5 minute read

Rationale

If you are learning french, you have already encountered words which you have never seen before, and where the context gives no hint about its meaning. In such cases, you most likely ask google what this means and go on with your reading.

There are several limitations to this:

  • you only stimulate your short-term memory and chances are you will have already forgotten the word the next day
  • you never quite know which app/site to use and spend both time and energy to look at wiktionary, then larousse.fr maybe, then google images because your word is a flower and litteral definitions such as Cenchre: GraminΓ©e du genre Cenchrus. are not super useful while absolutely correct
  • it takes way too much time when you have large amounts of unknown words (>50) at the same time

Now, say you have a very long list in your phone with every unknown word for the last couple of years in it. Would it not be nice if you had a little web scraper fetching the definition and picture of such words for you and helping you remember them over time?

Solution

The goal of this project is to automatically fetch for every one of these words a definition, example and illustration image, then to transform this data in Anki flashcards and gather them in an Anki deck for further learning. You can then import the deck to your account and study it on the mobile app!

Because I could not find any appropriate API serving high quality french dictionary entries, and for the sake of honing my skills, I decided to use web scraping from the CNRTL website and from google images.

Project workflow. Image and definition retrievals are completely independent. Both are used to create a single Anki flashcard.

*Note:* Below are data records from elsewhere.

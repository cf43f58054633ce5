/*
Copyright 2022 Jakub Lewandowski

This file is part of NWP Extract.

NWP Extract is a free software: you can redistribute it and/or modify
it under the terms of the GNU General Public License as published by
the Free Software Foundation; either version 3 of the License, or
(at your option) any later version.

NWP Extract is distributed in the hope that it will be useful,
but WITHOUT ANY WARRANTY; without even the implied warranty of
MERCHANTABILITY or FITNESS FOR A PARTICULAR PURPOSE. See the
GNU General Public License for more details.

You should have received a copy of the GNU General Public License
along with NWP Extract. If not, see https://www.gnu.org/licenses/.
*/

//! Module containing the command-line interface
//! and the driver of extraction over many dates.

use crate::{
    archive::Archive,
    configuration::{Config, Lookup},
    errors::{LookupError, RunError},
    lookup::{self, gather::PointRecord, grid, grid::Topology, QueryPoints},
    output::{self, RecordWriter},
    Float, ALLOCATOR,
};
use chrono::NaiveDate;
use clap::{Parser, Subcommand};
use indicatif::{ProgressBar, ProgressStyle};
use log::{debug, error, info};
use rayon::{prelude::*, ThreadPoolBuilder};
use std::{
    fs::File,
    io,
    path::{Path, PathBuf},
};

/// Point extraction from gridded NWP archives.
#[derive(Parser, Debug)]
#[command(author, version, about)]
pub struct Args {
    /// Configuration file in YAML, built-in defaults are used when absent
    #[arg(long, global = true, env = "NWP_EXTRACT_CONFIG")]
    pub config: Option<PathBuf>,

    #[command(subcommand)]
    pub command: Command,
}

#[derive(Subcommand, Debug)]
pub enum Command {
    /// Download the daily archive file
    Download {
        #[arg(long)]
        date: NaiveDate,

        /// Directory of downloaded files
        #[arg(long, default_value = ".")]
        basedir: PathBuf,

        /// Download even if the file exists
        #[arg(long)]
        force: bool,
    },

    /// Download daily archive files between two dates (inclusive)
    DownloadRange {
        #[arg(long)]
        start: NaiveDate,

        #[arg(long)]
        end: NaiveDate,

        #[arg(long, default_value = ".")]
        basedir: PathBuf,

        #[arg(long)]
        force: bool,
    },

    /// Extract field values at points
    Extract(ExtractArgs),

    /// Write longitude and latitude of every grid cell to CSV
    GridCsv {
        #[arg(long)]
        file: PathBuf,

        /// Output file, stdout when absent
        #[arg(long)]
        output: Option<PathBuf>,
    },
}

#[derive(clap::Args, Debug)]
pub struct ExtractArgs {
    /// Single date to extract from
    #[arg(long, conflicts_with_all = ["start", "end", "file"])]
    pub date: Option<NaiveDate>,

    /// First date of the range
    #[arg(long, requires = "end")]
    pub start: Option<NaiveDate>,

    /// Last date of the range (inclusive)
    #[arg(long, requires = "start")]
    pub end: Option<NaiveDate>,

    /// Read this dataset file instead of the archive
    #[arg(long, conflicts_with_all = ["start", "end"])]
    pub file: Option<PathBuf>,

    /// Query point as `lon,lat` in degrees, can be repeated
    #[arg(long = "coords", required = true, allow_hyphen_values = true, value_parser = parse_coords)]
    pub coords: Vec<(Float, Float)>,

    /// Requested timestamp, midnight UTC of the date when absent
    #[arg(long, conflicts_with = "start")]
    pub time: Option<String>,

    #[arg(long, value_enum, default_value_t = Topology::Auto)]
    pub grid: Topology,

    /// Field to extract, can be repeated, overrides configuration
    #[arg(long = "field")]
    pub fields: Vec<String>,

    /// Output file, stdout when absent
    #[arg(long)]
    pub output: Option<PathBuf>,

    #[arg(long, default_value = ".")]
    pub basedir: PathBuf,

    /// Download archive files even if they exist
    #[arg(long)]
    pub force: bool,
}

/// Parses `lon,lat` pair.
fn parse_coords(text: &str) -> Result<(Float, Float), String> {
    let (lon, lat) = text
        .split_once(',')
        .ok_or_else(|| format!("expected lon,lat but got {}", text))?;

    let lon: Float = lon
        .trim()
        .parse()
        .map_err(|_| format!("cannot parse longitude {}", lon))?;
    let lat: Float = lat
        .trim()
        .parse()
        .map_err(|_| format!("cannot parse latitude {}", lat))?;

    if !(-90.0..=90.0).contains(&lat) {
        return Err(format!("latitude {} outside of [-90, 90]", lat));
    }

    Ok((lon, lat))
}

/// Inclusive list of dates from `start` to `end`.
fn date_range(start: NaiveDate, end: NaiveDate) -> Result<Vec<NaiveDate>, RunError> {
    if start > end {
        return Err(RunError::Argument(format!(
            "start date {} is after end date {}",
            start, end
        )));
    }

    Ok(start
        .iter_days()
        .take_while(|date| *date <= end)
        .collect())
}

/// Single extraction task: one dataset and one timestamp.
#[derive(Clone, PartialEq, Debug)]
struct Job {
    date: Option<NaiveDate>,
    file: Option<PathBuf>,
    time: String,
}

impl Job {
    fn source(&self, archive: &Archive, force: bool) -> Result<PathBuf, RunError> {
        match (&self.file, self.date) {
            (Some(file), _) => Ok(file.clone()),
            (None, Some(date)) => Ok(archive.fetch(date, force)?),
            (None, None) => Err(RunError::Argument(
                "either --date or --file is required".to_string(),
            )),
        }
    }
}

fn midnight(date: NaiveDate) -> String {
    format!("{}T00:00:00Z", date.format("%Y-%m-%d"))
}

fn plan_jobs(args: &ExtractArgs) -> Result<Vec<Job>, RunError> {
    if let (Some(start), Some(end)) = (args.start, args.end) {
        return Ok(date_range(start, end)?
            .into_iter()
            .map(|date| Job {
                date: Some(date),
                file: None,
                time: midnight(date),
            })
            .collect());
    }

    let time = match (&args.time, args.date) {
        (Some(time), _) => time.clone(),
        (None, Some(date)) => midnight(date),
        (None, None) => {
            return Err(RunError::Argument(
                "--time is required when --date is not given".to_string(),
            ))
        }
    };

    if args.date.is_none() && args.file.is_none() {
        return Err(RunError::Argument(
            "one of --date, --start and --end or --file is required".to_string(),
        ));
    }

    Ok(vec![Job {
        date: args.date,
        file: args.file.clone(),
        time,
    }])
}

fn run_job(
    job: &Job,
    archive: &Archive,
    query: &QueryPoints,
    topology: Topology,
    settings: &Lookup,
    force: bool,
) -> Result<Vec<PointRecord>, RunError> {
    let path = job.source(archive, force)?;
    debug!("Extracting {} from {}", job.time, path.display());

    Ok(lookup::extract_from_file(
        &path, query, &job.time, topology, settings,
    )?)
}

/// Main program function, dispatching the requested command.
pub fn main(args: Args) -> Result<(), RunError> {
    let config = match &args.config {
        Some(path) => {
            debug!("Reading configuration from {}", path.display());
            Config::new_from_file(path)?
        }
        None => Config::default(),
    };

    debug!("Setting memory limit");
    let memory = config.resources.memory;
    let limit = memory
        .checked_mul(1024 * 1024)
        .ok_or(RunError::MemoryLimit(memory))?;
    ALLOCATOR
        .set_limit(limit)
        .map_err(|_| RunError::MemoryLimit(memory))?;

    match args.command {
        Command::Download {
            date,
            basedir,
            force,
        } => {
            let path = Archive::new(config.product, &basedir).fetch(date, force)?;
            info!("Archive file ready at {}", path.display());
            Ok(())
        }
        Command::DownloadRange {
            start,
            end,
            basedir,
            force,
        } => download_range(&Archive::new(config.product, &basedir), start, end, force),
        Command::Extract(extract_args) => extract(extract_args, config),
        Command::GridCsv { file, output } => grid_csv(&file, output.as_deref(), &config.lookup),
    }
}

/// Downloads every date of the range, failed dates are logged
/// and the remaining ones are still downloaded.
fn download_range(
    archive: &Archive,
    start: NaiveDate,
    end: NaiveDate,
    force: bool,
) -> Result<(), RunError> {
    let dates = date_range(start, end)?;
    let mut failed = 0;

    let dates_bar = ProgressBar::new(dates.len() as u64);
    dates_bar.set_style(
        ProgressStyle::default_bar()
            .template("{prefix} [{elapsed_precise}] [{wide_bar:.cyan/blue}] {pos}/{len} {msg}")
            .progress_chars("#>-"),
    );
    dates_bar.set_prefix("Downloaded days");

    for date in &dates {
        if let Err(err) = archive.fetch(*date, force) {
            failed += 1;
            error!("Download of {} failed: {}", date, err);
            // keeps the message from being overwritten by the progress bar
            println!();
        }
        dates_bar.inc(1);
    }

    dates_bar.finish_with_message("done");

    if failed > 0 {
        return Err(RunError::PartialFailure(failed, dates.len()));
    }

    Ok(())
}

/// Extracts points for every planned date and writes records in date order.
///
/// A single lookup fails as a whole, while failed dates of
/// a range are logged and skipped.
fn extract(args: ExtractArgs, config: Config) -> Result<(), RunError> {
    let mut settings = config.lookup;
    if !args.fields.is_empty() {
        settings.fields = args.fields.clone();
    }
    settings.check_bounds()?;

    let archive = Archive::new(config.product, &args.basedir);
    let query = QueryPoints::from_pairs(&args.coords);
    if query.is_empty() {
        return Err(RunError::Argument("no query points given".to_string()));
    }

    let jobs = plan_jobs(&args)?;

    // output is created only once records are available
    if let [job] = jobs.as_slice() {
        let records = run_job(job, &archive, &query, args.grid, &settings, args.force)?;
        let mut writer = RecordWriter::new(args.output.as_deref(), &settings.fields)?;
        writer.write(&records)?;
        return writer.finish();
    }

    debug!("Setting up ThreadPool");
    let threadpool = ThreadPoolBuilder::new()
        .num_threads(usize::from(config.resources.threads))
        .build()?;

    info!("Extracting {} points from {} dates", query.len(), jobs.len());

    let results: Vec<_> = threadpool.install(|| {
        jobs.par_iter()
            .map(|job| run_job(job, &archive, &query, args.grid, &settings, args.force))
            .collect()
    });

    let mut writer = RecordWriter::new(args.output.as_deref(), &settings.fields)?;
    let mut failed = 0;

    for (job, result) in jobs.iter().zip(results) {
        match result {
            Ok(records) => writer.write(&records)?,
            Err(err) => {
                failed += 1;
                error!("Extraction at {} failed: {}", job.time, err);
            }
        }
    }

    writer.finish()?;

    if failed > 0 {
        return Err(RunError::PartialFailure(failed, jobs.len()));
    }

    Ok(())
}

fn grid_csv(file: &Path, target: Option<&Path>, settings: &Lookup) -> Result<(), RunError> {
    let dataset = lookup::open_dataset(file).map_err(LookupError::from)?;
    let (lons, lats) =
        grid::geographic_mesh(dataset.as_ref(), settings).map_err(LookupError::from)?;

    info!("Writing {} grid cells", lons.len());

    match target {
        Some(path) => output::write_grid(File::create(path)?, &lons, &lats),
        None => output::write_grid(io::stdout(), &lons, &lats),
    }
}
//! Reflected function arguments.

use refract_types::Type;
use serde::Serialize;
use smol_str::SmolStr;
use std::fmt;

/// A parameter of a reflected function.
#[derive(Debug, Clone, PartialEq, Serialize)]
pub struct Argument {
    name: SmolStr,
    #[serde(rename = "type")]
    ty: Type,
    #[serde(skip_serializing_if = "Option::is_none")]
    default: Option<String>,
    by_reference: bool,
    is_variadic: bool,
}

impl Argument {
    /// An untyped, required argument. `name` excludes the `$`.
    pub fn new(name: impl Into<SmolStr>) -> Self {
        Self {
            name: name.into(),
            ty: Type::Mixed,
            default: None,
            by_reference: false,
            is_variadic: false,
        }
    }

    pub fn with_type(mut self, ty: Type) -> Self {
        self.ty = ty;
        self
    }

    /// Set the source text of the default value.
    pub fn with_default(mut self, default: impl Into<String>) -> Self {
        self.default = Some(default.into());
        self
    }

    pub fn by_reference(mut self) -> Self {
        self.by_reference = true;
        self
    }

    pub fn variadic(mut self) -> Self {
        self.is_variadic = true;
        self
    }

    pub fn name(&self) -> &str {
        &self.name
    }

    pub fn ty(&self) -> &Type {
        &self.ty
    }

    pub fn default(&self) -> Option<&str> {
        self.default.as_deref()
    }

    pub fn is_by_reference(&self) -> bool {
        self.by_reference
    }

    pub fn is_variadic(&self) -> bool {
        self.is_variadic
    }
}

impl fmt::Display for Argument {
    fn fmt(&self, f: &mut fmt::Formatter<'_>) -> fmt::Result {
        write!(f, "{} ", self.ty)?;
        if self.by_reference {
            f.write_str("&")?;
        }
        if self.is_variadic {
            f.write_str("...")?;
        }
        write!(f, "${}", self.name)?;
        if let Some(default) = &self.default {
            write!(f, " = {default}")?;
        }
        Ok(())
    }
}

The set of flashcard creates a deck.

Here are two examples of what an actual flashcard looks like on the mobile app Anki, starting only from the two words as input data. The front and the back of the cards are shown:

Example card for the word Γ©pinoche.
Example card for the word reptation.

How does it work?

CNRTL web scraper

The CNRTL (Centre National de Ressources Textuelles et Lexicales) is a website containing a french dictionary among many resources. This is a go-to website to check definitions of french words as it is fast and efficient. Indeed, the pages are very light and the information is quickly identified thanks to the flashy layout.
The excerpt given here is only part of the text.